Contribution of Inflammation, Oxidative Stress, and Antioxidants to the Relationship between Sleep Duration and Cardiometabolic Health.

OBJECTIVE

To explore the interrelationship and mediating effect of factors that are beneficial (i.e., antioxidants) and harmful (i.e., inflammation and oxidative stress) to the relationship between sleep and cardiometabolic health.

METHODS

Cross-sectional data from the 2005-2006 National Health and Nutrition Examination Survey.

METHODS

Nationally representative population sample from the US.

METHODS

Age ≥ 20 y with sleep data; final analytical sample of n = 2,079.

METHODS

N/A.

RESULTS

Metabolic syndrome was classified according to the Joint Interim Statement, and sleep duration was categorized as very short, short, adequate, and long sleepers (≤ 4, 5-6, 7-8, and ≥ 9 h per night, respectively).
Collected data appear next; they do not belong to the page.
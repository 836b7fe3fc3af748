use image::imageops::FilterType;
use image::GenericImageView;
use lru::LruCache;
use std::collections::{HashMap, VecDeque};
use std::fmt;
use std::num::NonZeroUsize;
use xxhash_rust::xxh3::xxh3_64;

use crate::core::errors::{ConfigError, WorkerError};

/// Content fingerprint used as the cache key
#[derive(Debug, Clone, PartialEq, Eq, Hash)]
pub struct Fingerprint(String);

impl Fingerprint {
    /// Perceptual average hash of an encoded image.
    ///
    /// Dimensions are part of the key because cached geometry is in pixel
    /// coordinates of the source image.
    pub fn of_image(image_bytes: &[u8]) -> Result<Self, WorkerError> {
        let image = image::load_from_memory(image_bytes)
            .map_err(|e| WorkerError::Decode(format!("image decode failed: {}", e)))?;
        let (width, height) = image.dimensions();

        // 8x8 grayscale thumbnail, one bit per pixel brighter than the mean
        let thumb = image.resize_exact(8, 8, FilterType::Triangle).to_luma8();
        let mean = thumb.pixels().map(|p| p[0] as u32).sum::<u32>() as f32 / 64.0;
        let bits = thumb
            .pixels()
            .enumerate()
            .fold(0u64, |acc, (i, p)| if p[0] as f32 > mean { acc | (1 << i) } else { acc });

        Ok(Self(format!("ahash:{}x{}:{:016x}", width, height, bits)))
    }

    /// xxHash3 over a length-prefixed text list
    pub fn of_texts(texts: &[String]) -> Self {
        let total: usize = texts.iter().map(|t| t.len() + 8).sum();
        let mut hash_input = Vec::with_capacity(total + 8);
        hash_input.extend_from_slice(&(texts.len() as u64).to_le_bytes());
        for text in texts {
            hash_input.extend_from_slice(&(text.len() as u64).to_le_bytes());
            hash_input.extend_from_slice(text.as_bytes());
        }
        Self(format!("xxh3:{:016x}", xxh3_64(&hash_input)))
    }

    pub fn as_str(&self) -> &str {
        &self.0
    }
}

impl From<&str> for Fingerprint {
    fn from(value: &str) -> Self {
        Self(value.to_string())
    }
}

impl fmt::Display for Fingerprint {
    fn fmt(&self, f: &mut fmt::Formatter<'_>) -> fmt::Result {
        f.write_str(&self.0)
    }
}

/// Which entry leaves the cache when it is full
#[derive(Debug, Clone, Copy, Default, PartialEq, Eq)]
pub enum EvictionPolicy {
    /// Oldest insertion goes first; lookups do not refresh an entry
    #[default]
    InsertionOrder,
    /// Least recently read or written entry goes first
    LeastRecentlyUsed,
}

enum Store<V> {
    InsertionOrder {
        order: VecDeque<Fingerprint>,
        entries: HashMap<Fingerprint, V>,
    },
    LeastRecentlyUsed(LruCache<Fingerprint, V>),
}

/// Bounded result cache owned by a single worker.
///
/// Not synchronized: each worker shell holds its cache by value and is the
/// only code that touches it.
pub struct ResultCache<V> {
    capacity: NonZeroUsize,
    policy: EvictionPolicy,
    store: Store<V>,
}

impl<V: Clone> ResultCache<V> {
    pub fn new(capacity: usize, policy: EvictionPolicy) -> Result<Self, ConfigError> {
        let capacity = NonZeroUsize::new(capacity).ok_or(ConfigError::InvalidCacheCapacity)?;
        let store = match policy {
            EvictionPolicy::InsertionOrder => Store::InsertionOrder {
                order: VecDeque::with_capacity(capacity.get()),
                entries: HashMap::with_capacity(capacity.get()),
            },
            EvictionPolicy::LeastRecentlyUsed => Store::LeastRecentlyUsed(LruCache::new(capacity)),
        };
        Ok(Self {
            capacity,
            policy,
            store,
        })
    }

    /// Look up a cached value
    pub fn lookup(&mut self, fingerprint: &Fingerprint) -> Option<V> {
        match &mut self.store {
            Store::InsertionOrder { entries, .. } => entries.get(fingerprint).cloned(),
            Store::LeastRecentlyUsed(lru) => lru.get(fingerprint).cloned(),
        }
    }

    /// Insert a value, returning the evicted fingerprint if one was dropped.
    ///
    /// Re-inserting an existing fingerprint replaces its value in place.
    pub fn insert(&mut self, fingerprint: Fingerprint, value: V) -> Option<Fingerprint> {
        let capacity = self.capacity.get();
        match &mut self.store {
            Store::InsertionOrder { order, entries } => {
                if let Some(existing) = entries.get_mut(&fingerprint) {
                    *existing = value;
                    return None;
                }

                let evicted = if entries.len() >= capacity {
                    let oldest = order.pop_front();
                    if let Some(ref key) = oldest {
                        entries.remove(key);
                    }
                    oldest
                } else {
                    None
                };

                order.push_back(fingerprint.clone());
                entries.insert(fingerprint, value);
                evicted
            }
            Store::LeastRecentlyUsed(lru) => match lru.push(fingerprint.clone(), value) {
                Some((key, _)) if key != fingerprint => Some(key),
                _ => None,
            },
        }
    }

    /// Presence check that never touches recency
    pub fn contains(&self, fingerprint: &Fingerprint) -> bool {
        match &self.store {
            Store::InsertionOrder { entries, .. } => entries.contains_key(fingerprint),
            Store::LeastRecentlyUsed(lru) => lru.contains(fingerprint),
        }
    }

    pub fn len(&self) -> usize {
        match &self.store {
            Store::InsertionOrder { entries, .. } => entries.len(),
            Store::LeastRecentlyUsed(lru) => lru.len(),
        }
    }

    pub fn is_empty(&self) -> bool {
        self.len() == 0
    }

    pub fn capacity(&self) -> usize {
        self.capacity.get()
    }

    pub fn policy(&self) -> EvictionPolicy {
        self.policy
    }
}
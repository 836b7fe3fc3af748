// Translation capability
//
// The model behind the HTTP endpoint expects every source string tagged with
// its language ("en: hello") and tags its outputs the same way ("vi: xin
// chao"). The tags are protocol noise and never leave this module.

use async_trait::async_trait;
use std::time::{Duration, Instant};
use tracing::{debug, error, instrument, warn};

use crate::core::errors::{CapabilityError, CapabilityResult};

/// Retry configuration
const MAX_RETRIES: u32 = 2;
const INITIAL_RETRY_DELAY_MS: u64 = 500;
const MAX_RETRY_DELAY_MS: u64 = 5000;

/// Sequence-to-sequence translation of a batch of strings
#[async_trait]
pub trait Translator: Send + Sync {
    /// Translate `texts`, returning one string per input in the same order
    async fn translate(&self, texts: &[String]) -> CapabilityResult<Vec<String>>;
}

/// Remove a leading `"<lang>: "` tag, if present
pub fn strip_protocol_prefix<'a>(text: &'a str, lang: &str) -> &'a str {
    let trimmed = text.trim_start();
    trimmed
        .strip_prefix(lang)
        .and_then(|rest| rest.strip_prefix(':'))
        .map(str::trim_start)
        .unwrap_or(trimmed)
}

/// Translator backed by an HTTP model server taking and returning JSON string lists
pub struct HttpTranslator {
    url: String,
    source_lang: String,
    target_lang: String,
    http_client: reqwest::Client,
}

impl HttpTranslator {
    pub fn new(
        url: impl Into<String>,
        source_lang: impl Into<String>,
        target_lang: impl Into<String>,
        timeout: Duration,
    ) -> CapabilityResult<Self> {
        let http_client = reqwest::Client::builder()
            .timeout(timeout)
            .pool_max_idle_per_host(10)
            .pool_idle_timeout(Duration::from_secs(90))
            .connect_timeout(Duration::from_secs(10))
            .build()?;

        Ok(Self {
            url: url.into(),
            source_lang: source_lang.into(),
            target_lang: target_lang.into(),
            http_client,
        })
    }

    fn tag_inputs(&self, texts: &[String]) -> Vec<String> {
        texts
            .iter()
            .map(|t| format!("{}: {}", self.source_lang, t))
            .collect()
    }

    async fn post_once(&self, request: &[String]) -> Result<Vec<String>, (CapabilityError, bool)> {
        let response = self
            .http_client
            .post(&self.url)
            .json(request)
            .send()
            .await
            .map_err(|e| {
                let retryable = e.is_timeout() || e.is_connect();
                (CapabilityError::RequestFailed(e), retryable)
            })?;

        let status = response.status();
        if !status.is_success() {
            let retryable =
                status.is_server_error() || status == reqwest::StatusCode::TOO_MANY_REQUESTS;
            let body = response.text().await.unwrap_or_default();
            return Err((
                CapabilityError::BadStatus {
                    status: status.as_u16(),
                    body,
                },
                retryable,
            ));
        }

        response
            .json::<Vec<String>>()
            .await
            .map_err(|e| (CapabilityError::InvalidResponse(e.to_string()), false))
    }
}

#[async_trait]
impl Translator for HttpTranslator {
    #[instrument(skip(self, texts), fields(count = texts.len()))]
    async fn translate(&self, texts: &[String]) -> CapabilityResult<Vec<String>> {
        if texts.is_empty() {
            return Ok(Vec::new());
        }

        let request = self.tag_inputs(texts);
        let start = Instant::now();
        let mut retry_delay_ms = INITIAL_RETRY_DELAY_MS;

        let mut attempt = 0;
        let outputs = loop {
            match self.post_once(&request).await {
                Ok(outputs) => break outputs,
                Err((e, retryable)) if retryable && attempt < MAX_RETRIES => {
                    attempt += 1;
                    warn!(
                        "Translator: {} (retry {} after {}ms)",
                        e, attempt, retry_delay_ms
                    );
                    tokio::time::sleep(Duration::from_millis(retry_delay_ms)).await;
                    // Exponential backoff with cap
                    retry_delay_ms = (retry_delay_ms * 2).min(MAX_RETRY_DELAY_MS);
                }
                Err((e, _)) => {
                    error!("Translator: request failed after {} attempt(s): {}", attempt + 1, e);
                    return Err(e);
                }
            }
        };

        debug!(
            "Translated {} texts in {:.0}ms",
            texts.len(),
            start.elapsed().as_millis()
        );

        Ok(outputs
            .iter()
            .map(|t| strip_protocol_prefix(t, &self.target_lang).to_string())
            .collect())
    }
}
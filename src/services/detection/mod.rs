use async_trait::async_trait;
use serde::Deserialize;
use std::time::{Duration, Instant};
use tracing::{debug, instrument};

use crate::core::errors::{CapabilityError, CapabilityResult};
use crate::core::types::{Detection, Quad};

/// Word-level text detection and recognition
#[async_trait]
pub trait Detector: Send + Sync {
    /// Detect text in encoded image bytes
    async fn detect(&self, image: &[u8]) -> CapabilityResult<Vec<Detection>>;
}

/// Response shapes accepted from a detection endpoint
#[derive(Debug, Deserialize)]
#[serde(untagged)]
enum DetectorResponse {
    /// `[[quad, text, confidence], ...]`
    Triples(Vec<(Quad, String, f32)>),
    /// `{"bboxes": [...], "texts": [...]}`, already confidence filtered
    Columns { bboxes: Vec<Quad>, texts: Vec<String> },
}

impl DetectorResponse {
    fn into_detections(self) -> CapabilityResult<Vec<Detection>> {
        match self {
            DetectorResponse::Triples(rows) => Ok(rows
                .into_iter()
                .map(|(quad, text, confidence)| Detection {
                    quad,
                    text,
                    confidence,
                })
                .collect()),
            DetectorResponse::Columns { bboxes, texts } => {
                if bboxes.len() != texts.len() {
                    return Err(CapabilityError::InvalidResponse(format!(
                        "{} boxes but {} texts",
                        bboxes.len(),
                        texts.len()
                    )));
                }
                Ok(bboxes
                    .into_iter()
                    .zip(texts)
                    .map(|(quad, text)| Detection {
                        quad,
                        text,
                        confidence: 1.0,
                    })
                    .collect())
            }
        }
    }
}

/// Detector backed by an HTTP model server
pub struct HttpDetector {
    url: String,
    http_client: reqwest::Client,
}

impl HttpDetector {
    pub fn new(url: impl Into<String>, timeout: Duration) -> CapabilityResult<Self> {
        let http_client = reqwest::Client::builder()
            .timeout(timeout)
            .pool_idle_timeout(Duration::from_secs(90))
            .connect_timeout(Duration::from_secs(10))
            .build()?;

        Ok(Self {
            url: url.into(),
            http_client,
        })
    }
}

#[async_trait]
impl Detector for HttpDetector {
    #[instrument(skip(self, image), fields(bytes = image.len()))]
    async fn detect(&self, image: &[u8]) -> CapabilityResult<Vec<Detection>> {
        let start = Instant::now();
        let part = reqwest::multipart::Part::bytes(image.to_vec())
            .file_name("image")
            .mime_str("application/octet-stream")?;
        let form = reqwest::multipart::Form::new().part("file", part);

        let response = self
            .http_client
            .post(&self.url)
            .multipart(form)
            .send()
            .await?;

        let status = response.status();
        if !status.is_success() {
            let body = response.text().await.unwrap_or_default();
            return Err(CapabilityError::BadStatus {
                status: status.as_u16(),
                body,
            });
        }

        let parsed: DetectorResponse = response
            .json()
            .await
            .map_err(|e| CapabilityError::InvalidResponse(e.to_string()))?;
        let detections = parsed.into_detections()?;

        debug!(
            "Detector returned {} detections in {:.0}ms",
            detections.len(),
            start.elapsed().as_millis()
        );
        Ok(detections)
    }
}

#[cfg(test)]
mod tests {
    use super::*;

    #[test]
    fn test_parse_triples() {
        let raw = r#"[[[[0,0],[10,0],[10,5],[0,5]], "hello", 0.93]]"#;
        let parsed: DetectorResponse = serde_json::from_str(raw).unwrap();
        let detections = parsed.into_detections().unwrap();
        assert_eq!(detections.len(), 1);
        assert_eq!(detections[0].text, "hello");
        assert_eq!(detections[0].quad[2], [10.0, 5.0]);
        assert!((detections[0].confidence - 0.93).abs() < 1e-6);
    }

    #[test]
    fn test_parse_columns() {
        let raw = r#"{"bboxes": [[[1,1],[4,1],[4,3],[1,3]]], "texts": ["hi"]}"#;
        let parsed: DetectorResponse = serde_json::from_str(raw).unwrap();
        let detections = parsed.into_detections().unwrap();
        assert_eq!(detections[0].confidence, 1.0);

        let uneven = r#"{"bboxes": [], "texts": ["orphan"]}"#;
        let parsed: DetectorResponse = serde_json::from_str(uneven).unwrap();
        assert!(matches!(
            parsed.into_detections(),
            Err(CapabilityError::InvalidResponse(_))
        ));
    }

    /// Model server stand-in: answers one triple per request when the image
    /// arrives as multipart field "file"
    async fn stub_server() -> (String, tokio::task::JoinHandle<()>) {
        use axum::extract::Multipart;
        use axum::http::StatusCode;
        use axum::routing::post;
        use axum::{Json, Router};

        let app = Router::new().route(
            "/ocr",
            post(|mut multipart: Multipart| async move {
                while let Ok(Some(field)) = multipart.next_field().await {
                    if field.name() == Some("file") {
                        let bytes = field.bytes().await.unwrap_or_default();
                        let text = format!("{} bytes", bytes.len());
                        let body = serde_json::json!([[[[0, 0], [10, 0], [10, 5], [0, 5]], text, 0.9]]);
                        return Ok(Json(body));
                    }
                }
                Err((StatusCode::UNPROCESSABLE_ENTITY, "missing file field"))
            }),
        );

        let listener = tokio::net::TcpListener::bind("127.0.0.1:0").await.unwrap();
        let addr = listener.local_addr().unwrap();
        let server = tokio::spawn(async move {
            axum::serve(listener, app).await.unwrap();
        });
        (format!("http://{}/ocr", addr), server)
    }

    #[tokio::test]
    async fn test_http_detector_sends_file_field() {
        let (url, server) = stub_server().await;
        let detector = HttpDetector::new(url, Duration::from_secs(5)).unwrap();

        let detections = detector.detect(&[7u8; 42]).await.unwrap();
        assert_eq!(detections.len(), 1);
        assert_eq!(detections[0].text, "42 bytes");

        server.abort();
    }

    #[tokio::test]
    async fn test_http_detector_reports_bad_status() {
        let (url, server) = stub_server().await;
        let client = reqwest::Client::new();

        // A raw body is not what the model server expects
        let response = client
            .post(&url)
            .header(reqwest::header::CONTENT_TYPE, "application/octet-stream")
            .body(vec![1u8, 2, 3])
            .send()
            .await
            .unwrap();
        assert!(response.status().is_client_error());

        let missing = HttpDetector::new(url.replace("/ocr", "/nope"), Duration::from_secs(5)).unwrap();
        assert!(matches!(
            missing.detect(&[1u8]).await,
            Err(CapabilityError::BadStatus { status: 404, .. })
        ));

        server.abort();
    }
}
/// Glyph rasterisation used by the layout renderer.
///
/// Layout only needs two metrics and a way to draw one already-wrapped line,
/// which keeps the layout rules testable without a font.
pub trait GlyphPainter: Send + Sync {
    /// Average advance of one character, in pixels
    fn average_glyph_width(&self, font_size: f32) -> f32;

    fn line_height(&self, font_size: f32) -> f32;

    /// Draw a single line with its top-left corner at (x, y)
    fn draw_line(
        &self,
        canvas: &mut RgbaImage,
        text: &str,
        x: i32,
        y: i32,
        font_size: f32,
        color: Rgba<u8>,
    );
}

/// cosmic-text backed painter
pub struct CosmicTextPainter {
    font_system: Mutex<FontSystem>,
    swash_cache: Mutex<SwashCache>,
    // Family of the loaded font file; None renders with the system sans-serif
    family: Option<String>,
}

impl CosmicTextPainter {
    /// Create a painter from a single font file, skipping system font scanning
    pub fn from_font_file(path: &str) -> RenderResult<Self> {
        let font_data = std::fs::read(path)
            .map_err(|e| RenderError::FontLoad(format!("{}: {}", path, e)))?;

        let mut db = fontdb::Database::new();
        db.load_font_data(font_data);

        let family = db
            .faces()
            .next()
            .and_then(|face| face.families.first())
            .map(|(name, _)| name.clone())
            .ok_or_else(|| RenderError::FontLoad(format!("{}: no usable font face", path)))?;

        info!("✓ Font: {} from {}", family, path);

        Ok(Self {
            font_system: Mutex::new(FontSystem::new_with_locale_and_db("en-US".to_string(), db)),
            swash_cache: Mutex::new(SwashCache::new()),
            family: Some(family),
        })
    }

    /// Create a painter over the system fonts
    pub fn with_system_fonts() -> Self {
        info!("Initializing text painter with system fonts");
        Self {
            font_system: Mutex::new(FontSystem::new()),
            swash_cache: Mutex::new(SwashCache::new()),
            family: None,
        }
    }

    fn attrs(&self) -> Attrs<'_> {
        match &self.family {
            Some(name) => Attrs::new().family(Family::Name(name.as_str())),
            None => Attrs::new().family(Family::SansSerif),
        }
    }

    /// Shape a single unwrapped line
    fn shape(&self, font_system: &mut FontSystem, text: &str, font_size: f32) -> Buffer {
        let metrics = Metrics::new(font_size, self.line_height(font_size));
        let mut buffer = Buffer::new(font_system, metrics);
        buffer.set_size(font_system, None, None);
        buffer.set_wrap(font_system, Wrap::None);
        buffer.set_text(font_system, text, &self.attrs(), Shaping::Advanced);
        buffer.shape_until_scroll(font_system, false);
        buffer
    }
}

impl GlyphPainter for CosmicTextPainter {
    fn average_glyph_width(&self, font_size: f32) -> f32 {
        let line_width = {
            let mut font_system = self.font_system.lock();
            let buffer = self.shape(&mut font_system, WIDTH_SAMPLE, font_size);
            buffer
                .layout_runs()
                .map(|run| run.line_w)
                .fold(0.0f32, f32::max)
        };

        let average = line_width / WIDTH_SAMPLE.chars().count() as f32;
        if average.is_finite() && average > 0.0 {
            average
        } else {
            // No glyphs shaped (missing font): assume half an em
            font_size * 0.5
        }
    }

    fn line_height(&self, font_size: f32) -> f32 {
        (font_size * 1.4).max(1.0)
    }

    fn draw_line(
        &self,
        canvas: &mut RgbaImage,
        text: &str,
        x: i32,
        y: i32,
        font_size: f32,
        color: Rgba<u8>,
    ) {
        let mut font_system = self.font_system.lock();
        let mut swash_cache = self.swash_cache.lock();
        let buffer = self.shape(&mut font_system, text, font_size);
        let cosmic_color = CosmicColor::rgba(color[0], color[1], color[2], color[3]);

        let (width, height) = (canvas.width() as i32, canvas.height() as i32);
        buffer.draw(
            &mut font_system,
            &mut swash_cache,
            cosmic_color,
            |px_x, px_y, w, h, pixel_color| {
                if pixel_color.a() == 0 {
                    return;
                }
                let alpha = pixel_color.a() as f32 / 255.0;
                let inv_alpha = 1.0 - alpha;

                for dy in 0..h as i32 {
                    for dx in 0..w as i32 {
                        let img_x = x + px_x + dx;
                        let img_y = y + px_y + dy;
                        if img_x < 0 || img_x >= width || img_y < 0 || img_y >= height {
                            continue;
                        }

                        let existing = canvas.get_pixel(img_x as u32, img_y as u32);
                        let blended = Rgba([
                            ((pixel_color.r() as f32 * alpha) + (existing[0] as f32 * inv_alpha)) as u8,
                            ((pixel_color.g() as f32 * alpha) + (existing[1] as f32 * inv_alpha)) as u8,
                            ((pixel_color.b() as f32 * alpha) + (existing[2] as f32 * inv_alpha)) as u8,
                            existing[3].max(pixel_color.a()),
                        ]);
                        canvas.put_pixel(img_x as u32, img_y as u32, blended);
                    }
                }
            },
        );
    }
}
The indirect mediation effect was quantified as large (≥ 0.25), moderate (≥ 0.09), modest (≥ 0.01), and weak (< 0.01). In general, inflammation was above the current clinical reference range across all sleep duration categories, whereas oxidative stress was elevated among short and very short sleepers. Select sleep duration- cardiometabolic health relationships were mediated by C-reactive protein (CRP), γ-glutamyl transferase (GGT), carotenoids, uric acid, and vitamins C and D, and were moderated by sex. Specifically, moderate-to-large indirect mediation by GGT, carotenoids, uric acid, and vitamin D were found for sleep duration-waist circumference and -systolic blood pressure relationships, whereas vitamin C was a moderate mediator of the sleep duration-diastolic blood pressure relationship.

CONCLUSIONS

Several factors related to inflammation, oxidative stress, and antioxidant status were found to lie on the casual pathway of the sleep duration-cardiometabolic health relationship. Further longitudinal studies are needed to confirm our results.